Finance takes issue with two of the foundations of accounting: conservatism and accrual accounting.
The Conservatism Principle
The conservatism principle implies that companies should record lower estimated values of their assets and, by extension, higher estimates of their liabilities – in short, they err on the side of being conservative. Thus, balance sheets typically record assets at their historical cost, not their current or replacement value, and many assets simply don’t show up on their books. Apple’s balance sheet in 2016, for instance, valued its brand at $0 even as Forbes valued the forty-year-old brand at $154.1 billion. Which do you think is closer to reality?
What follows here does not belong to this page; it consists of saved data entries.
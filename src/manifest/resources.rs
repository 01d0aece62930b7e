//! Resource limit, rlimit and capability types.
//!
//! These types describe what a container may consume. They are pure
//! data; the sandbox compiler turns them into cgroup controller
//! assignments, `setrlimit` pairs and a capability bounding set.

use serde::{Deserialize, Serialize};

// =============================================================================
// Cgroup Resources
// =============================================================================

/// CPU resource limits.
#[derive(Debug, Clone, Default, PartialEq, Eq, Serialize, Deserialize)]
pub struct CpuResources {
    /// Relative scheduling weight (cgroup v2 `cpu.weight`, 1..=10000).
    #[serde(default, skip_serializing_if = "Option::is_none")]
    pub shares: Option<u64>,
}

/// Memory resource limits.
#[derive(Debug, Clone, Default, PartialEq, Eq, Serialize, Deserialize)]
pub struct MemoryResources {
    /// Hard memory ceiling in bytes (`memory.max`).
    ///
    /// Zero or absent means inherit the parent limit (no ceiling).
    #[serde(default, skip_serializing_if = "Option::is_none")]
    pub limit: Option<u64>,
}

/// Block I/O resource limits.
#[derive(Debug, Clone, Default, PartialEq, Eq, Serialize, Deserialize)]
pub struct BlkIoResources {
    /// Relative I/O weight (`io.weight`, 1..=10000).
    #[serde(default, skip_serializing_if = "Option::is_none")]
    pub weight: Option<u16>,
    /// Per-device throughput throttles (`io.max`).
    #[serde(default, skip_serializing_if = "Vec::is_empty")]
    pub throttle: Vec<ThrottleDevice>,
}

/// Throughput throttle for one block device.
#[derive(Debug, Clone, PartialEq, Eq, Serialize, Deserialize)]
pub struct ThrottleDevice {
    /// Device major number.
    pub major: u64,
    /// Device minor number.
    pub minor: u64,
    /// Read bytes per second limit.
    #[serde(default, skip_serializing_if = "Option::is_none")]
    pub rbps: Option<u64>,
    /// Write bytes per second limit.
    #[serde(default, skip_serializing_if = "Option::is_none")]
    pub wbps: Option<u64>,
}

// =============================================================================
// Rlimits
// =============================================================================

/// Resources addressable via `setrlimit(2)`.
#[derive(Debug, Clone, Copy, PartialEq, Eq, Hash, PartialOrd, Ord, Serialize, Deserialize)]
#[serde(rename_all = "snake_case")]
pub enum RLimitResource {
    /// Maximum core file size.
    Core,
    /// CPU time in seconds.
    Cpu,
    /// Maximum data segment size.
    Data,
    /// Maximum file size.
    Fsize,
    /// Maximum locked memory.
    Memlock,
    /// Maximum number of open files.
    Nofile,
    /// Maximum number of processes.
    Nproc,
    /// Maximum resident set size.
    Rss,
    /// Maximum stack size.
    Stack,
}

impl RLimitResource {
    /// Returns the `RLIMIT_*` constant for this resource.
    #[cfg(target_os = "linux")]
    pub fn as_raw(&self) -> libc::__rlimit_resource_t {
        match self {
            RLimitResource::Core => libc::RLIMIT_CORE,
            RLimitResource::Cpu => libc::RLIMIT_CPU,
            RLimitResource::Data => libc::RLIMIT_DATA,
            RLimitResource::Fsize => libc::RLIMIT_FSIZE,
            RLimitResource::Memlock => libc::RLIMIT_MEMLOCK,
            RLimitResource::Nofile => libc::RLIMIT_NOFILE,
            RLimitResource::Nproc => libc::RLIMIT_NPROC,
            RLimitResource::Rss => libc::RLIMIT_RSS,
            RLimitResource::Stack => libc::RLIMIT_STACK,
        }
    }
}

/// Soft/hard pair for one rlimit.
///
/// An absent value means "unlimited". Validation requires soft ≤ hard
/// when both are present.
#[derive(Debug, Clone, Copy, Default, PartialEq, Eq, Serialize, Deserialize)]
pub struct RLimitValue {
    /// Soft limit.
    #[serde(default, skip_serializing_if = "Option::is_none")]
    pub soft: Option<u64>,
    /// Hard limit.
    #[serde(default, skip_serializing_if = "Option::is_none")]
    pub hard: Option<u64>,
}

// =============================================================================
// Capabilities
// =============================================================================

/// Linux capabilities a manifest may request.
///
/// The manifest capability set is an explicit allow-list; everything
/// not listed is dropped from the bounding set before exec. Unknown
/// names fail manifest parsing.
#[derive(Debug, Clone, Copy, PartialEq, Eq, Hash, PartialOrd, Ord, Serialize, Deserialize)]
#[allow(non_camel_case_types, clippy::upper_case_acronyms)]
pub enum Capability {
    CAP_AUDIT_CONTROL,
    CAP_AUDIT_READ,
    CAP_AUDIT_WRITE,
    CAP_BLOCK_SUSPEND,
    CAP_CHOWN,
    CAP_DAC_OVERRIDE,
    CAP_DAC_READ_SEARCH,
    CAP_FOWNER,
    CAP_FSETID,
    CAP_IPC_LOCK,
    CAP_IPC_OWNER,
    CAP_KILL,
    CAP_LEASE,
    CAP_LINUX_IMMUTABLE,
    CAP_MAC_ADMIN,
    CAP_MAC_OVERRIDE,
    CAP_MKNOD,
    CAP_NET_ADMIN,
    CAP_NET_BIND_SERVICE,
    CAP_NET_BROADCAST,
    CAP_NET_RAW,
    CAP_SETFCAP,
    CAP_SETGID,
    CAP_SETPCAP,
    CAP_SETUID,
    CAP_SYSLOG,
    CAP_SYS_ADMIN,
    CAP_SYS_BOOT,
    CAP_SYS_CHROOT,
    CAP_SYS_MODULE,
    CAP_SYS_NICE,
    CAP_SYS_PACCT,
    CAP_SYS_PTRACE,
    CAP_SYS_RAWIO,
    CAP_SYS_RESOURCE,
    CAP_SYS_TIME,
    CAP_SYS_TTY_CONFIG,
    CAP_WAKE_ALARM,
}

impl Capability {
    /// Returns the kernel capability number.
    ///
    /// Used to probe `cap_last_cap` support and to drop capabilities
    /// from the bounding set.
    pub fn number(&self) -> u32 {
        match self {
            Capability::CAP_CHOWN => 0,
            Capability::CAP_DAC_OVERRIDE => 1,
            Capability::CAP_DAC_READ_SEARCH => 2,
            Capability::CAP_FOWNER => 3,
            Capability::CAP_FSETID => 4,
            Capability::CAP_KILL => 5,
            Capability::CAP_SETGID => 6,
            Capability::CAP_SETUID => 7,
            Capability::CAP_SETPCAP => 8,
            Capability::CAP_LINUX_IMMUTABLE => 9,
            Capability::CAP_NET_BIND_SERVICE => 10,
            Capability::CAP_NET_BROADCAST => 11,
            Capability::CAP_NET_ADMIN => 12,
            Capability::CAP_NET_RAW => 13,
            Capability::CAP_IPC_LOCK => 14,
            Capability::CAP_IPC_OWNER => 15,
            Capability::CAP_SYS_MODULE => 16,
            Capability::CAP_SYS_RAWIO => 17,
            Capability::CAP_SYS_CHROOT => 18,
            Capability::CAP_SYS_PTRACE => 19,
            Capability::CAP_SYS_PACCT => 20,
            Capability::CAP_SYS_ADMIN => 21,
            Capability::CAP_SYS_BOOT => 22,
            Capability::CAP_SYS_NICE => 23,
            Capability::CAP_SYS_RESOURCE => 24,
            Capability::CAP_SYS_TIME => 25,
            Capability::CAP_SYS_TTY_CONFIG => 26,
            Capability::CAP_MKNOD => 27,
            Capability::CAP_LEASE => 28,
            Capability::CAP_AUDIT_WRITE => 29,
            Capability::CAP_AUDIT_CONTROL => 30,
            Capability::CAP_SETFCAP => 31,
            Capability::CAP_MAC_OVERRIDE => 32,
            Capability::CAP_MAC_ADMIN => 33,
            Capability::CAP_SYSLOG => 34,
            Capability::CAP_WAKE_ALARM => 35,
            Capability::CAP_BLOCK_SUSPEND => 36,
            Capability::CAP_AUDIT_READ => 37,
        }
    }

    /// All capabilities known to this runtime.
    pub fn all() -> impl Iterator<Item = Capability> {
        use Capability::*;
        [
            CAP_AUDIT_CONTROL,
            CAP_AUDIT_READ,
            CAP_AUDIT_WRITE,
            CAP_BLOCK_SUSPEND,
            CAP_CHOWN,
            CAP_DAC_OVERRIDE,
            CAP_DAC_READ_SEARCH,
            CAP_FOWNER,
            CAP_FSETID,
            CAP_IPC_LOCK,
            CAP_IPC_OWNER,
            CAP_KILL,
            CAP_LEASE,
            CAP_LINUX_IMMUTABLE,
            CAP_MAC_ADMIN,
            CAP_MAC_OVERRIDE,
            CAP_MKNOD,
            CAP_NET_ADMIN,
            CAP_NET_BIND_SERVICE,
            CAP_NET_BROADCAST,
            CAP_NET_RAW,
            CAP_SETFCAP,
            CAP_SETGID,
            CAP_SETPCAP,
            CAP_SETUID,
            CAP_SYSLOG,
            CAP_SYS_ADMIN,
            CAP_SYS_BOOT,
            CAP_SYS_CHROOT,
            CAP_SYS_MODULE,
            CAP_SYS_NICE,
            CAP_SYS_PACCT,
            CAP_SYS_PTRACE,
            CAP_SYS_RAWIO,
            CAP_SYS_RESOURCE,
            CAP_SYS_TIME,
            CAP_SYS_TTY_CONFIG,
            CAP_WAKE_ALARM,
        ]
        .into_iter()
    }
}

impl std::fmt::Display for Capability {
    fn fmt(&self, f: &mut std::fmt::Formatter<'_>) -> std::fmt::Result {
        write!(f, "{:?}", self)
    }
}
The Rules of Accrual Accounting
The rules of accrual accounting try to smooth out both revenues and costs in an effort to better reflect economic reality. They allow a company to capitalize an investment as an asset, and to expense it as depreciation charges every year over the asset’s entire life, for instance. For example, Airbus Group, the European Aerospace and defense manufacturer, built a new factory in Mobile, Alabama, that cost $600 million. Because of accrual accounting, Airbus would report more moderate profits over time rather than losses in 2015 and then profits after the plant started production. But this representation of profits is quite distinct from their true cash out‑flows, obscures the time value of money, and may reflect managerial discretion while cash flows would not.